Here at TechnoBuffalo, we want to give you every opportunity to read our newly overhauled site; on your desktop and laptop computers, of course, but on your tablets and phones, too. But we also want to watch out for you, because you know what? We care about you.
So we’re asking you to put your phone away. No, not at Christmas; we’re your only hope for surviving awkward family moments.
We want you to put your phone away when you’re out and about, especially on your city’s metro transit or walking around the streets.
This is a real thing that really happens.
Not the most secure location for your smartphone.
Just before Halloween, I celebrated—yes, let’s use that word—the one year anniversary of my mugging. Over the last few weeks, I’ve seen stories pop up from a few other journalists about their experiences. At the end of November, IGN writer and Rebel FM podcast host Anthony Gallegos was robbed at gunpoint and just this week VentureBeat’s Christina Farr at knifepoint. This is becoming more and more common.
It used to be purse snatching, but why bother with those when everyone’s walking around with an expensive piece of technology just ripe to be snatched out of their hands?
Me? I was sitting at a bus stop texting my wife. Someone grabs the phone out of my hand, I hold onto it and try to put it away, because I thought it would be smart to resist at this point. In my case, the attackers didn’t have any weapons, but they managed to do some damage.
The cellphone itself is one thing. I had insurance on it. It’s easy to replace. But the personal information – addresses, phone numbers, photos, email—that was the worst part. I had nightmares for weeks about the attackers thumbing through the addresses and picking one of my female friends to go after.
Nothing ever came of it. The police never found anything. The local newspapers picked up on it, though.
Just the facts.
A USA Today article from October had a few standout statistics:
- Nearly half of all robberies in San Francisco are cellphone related this year
- According to New York City Police, 40 percent of robberies reported involve cellphones.
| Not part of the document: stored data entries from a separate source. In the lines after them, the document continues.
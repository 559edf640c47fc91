//! Running-process catalog
//!
//! Desktop platforms have no install-time permission manifest, so each
//! distinct running process is reported as an application and processes
//! whose name matches a configured task-killer name are reported as
//! requesting [`PERMISSION_RESTART_PACKAGES`].

use std::collections::BTreeMap;

use async_trait::async_trait;
use liftoff_core::ApplicationCatalog;
use liftoff_domain::constants::PERMISSION_RESTART_PACKAGES;
use liftoff_domain::{InstalledApplication, Result};
use sysinfo::{ProcessesToUpdate, System};
use tracing::debug;

use crate::errors::conversions::to_domain;

pub struct ProcessCatalog {
    task_killer_names: Vec<String>,
}

impl ProcessCatalog {
    pub fn new<I, S>(task_killer_names: I) -> Self
    where
        I: IntoIterator<Item = S>,
        S: AsRef<str>,
    {
        Self {
            task_killer_names: task_killer_names
                .into_iter()
                .map(|name| normalize(name.as_ref()))
                .collect(),
        }
    }

    fn describe(&self, name: &str, with_permissions: bool) -> InstalledApplication {
        let requested_permissions = with_permissions.then(|| {
            if self.task_killer_names.iter().any(|killer| *killer == normalize(name)) {
                vec![PERMISSION_RESTART_PACKAGES.to_string()]
            } else {
                Vec::new()
            }
        });
        InstalledApplication {
            package_name: name.to_string(),
            label: name.to_string(),
            requested_permissions,
        }
    }
}

#[async_trait]
impl ApplicationCatalog for ProcessCatalog {
    async fn installed_applications(
        &self,
        with_permissions: bool,
    ) -> Result<Vec<InstalledApplication>> {
        let names = tokio::task::spawn_blocking(running_process_names).await.map_err(to_domain)?;
        debug!(processes = names.len(), "process_catalog.scanned");

        Ok(names.iter().map(|name| self.describe(name, with_permissions)).collect())
    }
}

/// Distinct process names, sorted.
fn running_process_names() -> Vec<String> {
    let mut system = System::new();
    system.refresh_processes(ProcessesToUpdate::All, true);

    let mut names = BTreeMap::new();
    for process in system.processes().values() {
        let name = process.name().to_string_lossy().into_owned();
        if !name.is_empty() {
            names.insert(name, ());
        }
    }
    names.into_keys().collect()
}

fn normalize(name: &str) -> String {
    let lower = name.trim().to_ascii_lowercase();
    lower.strip_suffix(".exe").map(str::to_string).unwrap_or(lower)
}
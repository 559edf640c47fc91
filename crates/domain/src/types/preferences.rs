//! Preference values

use serde::{Deserialize, Serialize};

/// A single preference entry.
///
/// Serialized untagged so preference files stay plain JSON
/// (`{"nightly_reminders": true, "default_importance": 2}`).
#[derive(Debug, Clone, PartialEq, Eq, Serialize, Deserialize)]
#[serde(untagged)]
pub enum PreferenceValue {
    Bool(bool),
    Int(i64),
    Text(String),
}

impl PreferenceValue {
    pub fn as_bool(&self) -> Option<bool> {
        match self {
            Self::Bool(value) => Some(*value),
            _ => None,
        }
    }

    pub fn as_int(&self) -> Option<i64> {
        match self {
            Self::Int(value) => Some(*value),
            _ => None,
        }
    }

    pub fn as_text(&self) -> Option<&str> {
        match self {
            Self::Text(value) => Some(value),
            _ => None,
        }
    }
}

impl From<bool> for PreferenceValue {
    fn from(value: bool) -> Self {
        Self::Bool(value)
    }
}

impl From<i64> for PreferenceValue {
    fn from(value: i64) -> Self {
        Self::Int(value)
    }
}

impl From<&str> for PreferenceValue {
    fn from(value: &str) -> Self {
        Self::Text(value.to_string())
    }
}

#[cfg(test)]
mod tests {
    use std::collections::BTreeMap;

    use super::*;

    #[test]
    fn untagged_json_round_trips_each_variant() {
        let json = r#"{"flag":true,"count":3,"name":"inbox"}"#;
        let parsed: BTreeMap<String, PreferenceValue> =
            serde_json::from_str(json).expect("valid json");

        assert_eq!(parsed["flag"], PreferenceValue::Bool(true));
        assert_eq!(parsed["count"], PreferenceValue::Int(3));
        assert_eq!(parsed["name"].as_text(), Some("inbox"));
    }
}
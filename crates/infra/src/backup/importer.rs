//! Full restore of a backup snapshot into the storage file

use std::path::{Path, PathBuf};
use std::sync::Arc;

use async_trait::async_trait;
use liftoff_core::BackupImporter;
use liftoff_domain::{AppEnvironment, LiftoffError, Result};
use rusqlite::{Connection, OpenFlags};
use tracing::info;

use crate::database::DbManager;
use crate::errors::conversions::to_domain;

/// Replaces the storage file with a verified copy of a snapshot.
///
/// Nothing is merged: whatever the storage file held before is discarded.
pub struct SqliteBackupImporter {
    db: Arc<DbManager>,
}

impl SqliteBackupImporter {
    pub fn new(db: Arc<DbManager>) -> Self {
        Self { db }
    }
}

#[async_trait]
impl BackupImporter for SqliteBackupImporter {
    async fn import(&self, environment: &AppEnvironment, artifact: &Path) -> Result<()> {
        let db = Arc::clone(&self.db);
        let artifact = artifact.to_path_buf();
        let data_dir = environment.data_dir.clone();

        let target = tokio::task::spawn_blocking(move || restore(&db, &artifact, &data_dir))
            .await
            .map_err(to_domain)??;

        info!(target = %target.display(), "backup.import.completed");
        Ok(())
    }
}

fn restore(db: &DbManager, artifact: &Path, data_dir: &Path) -> Result<PathBuf> {
    verify(artifact)?;

    std::fs::create_dir_all(data_dir).map_err(to_domain)?;
    db.close();

    let target = db.path().to_path_buf();
    let mut staging = target.as_os_str().to_owned();
    staging.push(".restore");
    let staging = PathBuf::from(staging);

    std::fs::copy(artifact, &staging).map_err(to_domain)?;
    std::fs::rename(&staging, &target).map_err(to_domain)?;
    Ok(target)
}

/// Open the snapshot read-only and run an integrity check.
fn verify(artifact: &Path) -> Result<()> {
    let conn = Connection::open_with_flags(
        artifact,
        OpenFlags::SQLITE_OPEN_READ_ONLY | OpenFlags::SQLITE_OPEN_NO_MUTEX,
    )
    .map_err(to_domain)?;

    let verdict: String =
        conn.query_row("PRAGMA quick_check", [], |row| row.get(0)).map_err(to_domain)?;
    if verdict != "ok" {
        return Err(LiftoffError::Backup(format!(
            "snapshot {} failed integrity check: {verdict}",
            artifact.display()
        )));
    }
    Ok(())
}
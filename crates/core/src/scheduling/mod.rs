//! Background job scheduling

pub mod ports;
pub mod scheduler;

pub use scheduler::BackgroundScheduler;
- Cell phone robberies in Los Angeles are up 27 percent from a year ago and account for more than a quarter of the city’s robberies.
So what can we do about it?
First, zip up. That’s good advice for life, but more specifically keep your backpacks and purses closed and close. Keep your phone in your pocket. If you listen to music on it, use a playlist. If you check time with it, get a watch (probably don’t get this one). If you read on it, get a book. Even a Kindle is less of a target, just because it’s cheaper and for a very specific use. Think twice about answering your phone in public as well, or get a Bluetooth headset.
Just as important: keep your eyes open and your head up. Someone who looks aware is a much less appealing target.
Second, put a password on your phone. It’s inconvenient, but can keep thieves from getting at your personal information.
Install security software right away. Not later. I always said later.
If you’re on an iPhone or iPad, configure iCloud and Find my iPhone. On Android, there are a variety of options, starting with the security software provided by your carrier, but certainly not limited to that. Cheap or free apps like AndroidLost let you remotely wipe, lock, and locate your phone. AndroidLost in particular will even let you take pictures with your phone’s camera. Windows phones have built-in security features as well that integrate with your Microsoft account.
Carriers are helping, too.
As DigitalTrends explains, though, Verizon and Sprint aren’t onboard, and phones like the iPhone 5 that have both CDMA (Verizon, Sprint) and GSM (AT&T, T-Mobile) hardware can be blacklisted on one network and then brought online on another, so more initiative and cooperation between carriers is needed to make this an effective deterrent (until someone figures out how to mask IMEI numbers, that is).The carriers themselves aren’t sitting on their laurels, either. AT&T and T-Mobile recently implemented blacklists for their phones that use the IMEI (International Mobile Equipment Identity) number on the phone, rather than the SIM card, to ensure that a stolen phone can’t get back on the network. That’ll turn a lot of phones into bricks.
So we’re asking you, the reader, to please keep yourself safe—especially around the holidays. Christina Farr’s piece on VentureBeat suggests that the thefts increase around the holidays as people walk around distracted, carrying huge bags and the like. If you keep your eyes open and your gadgets stowed, it’ll go a long way toward keeping you—and your sweet tech—safe.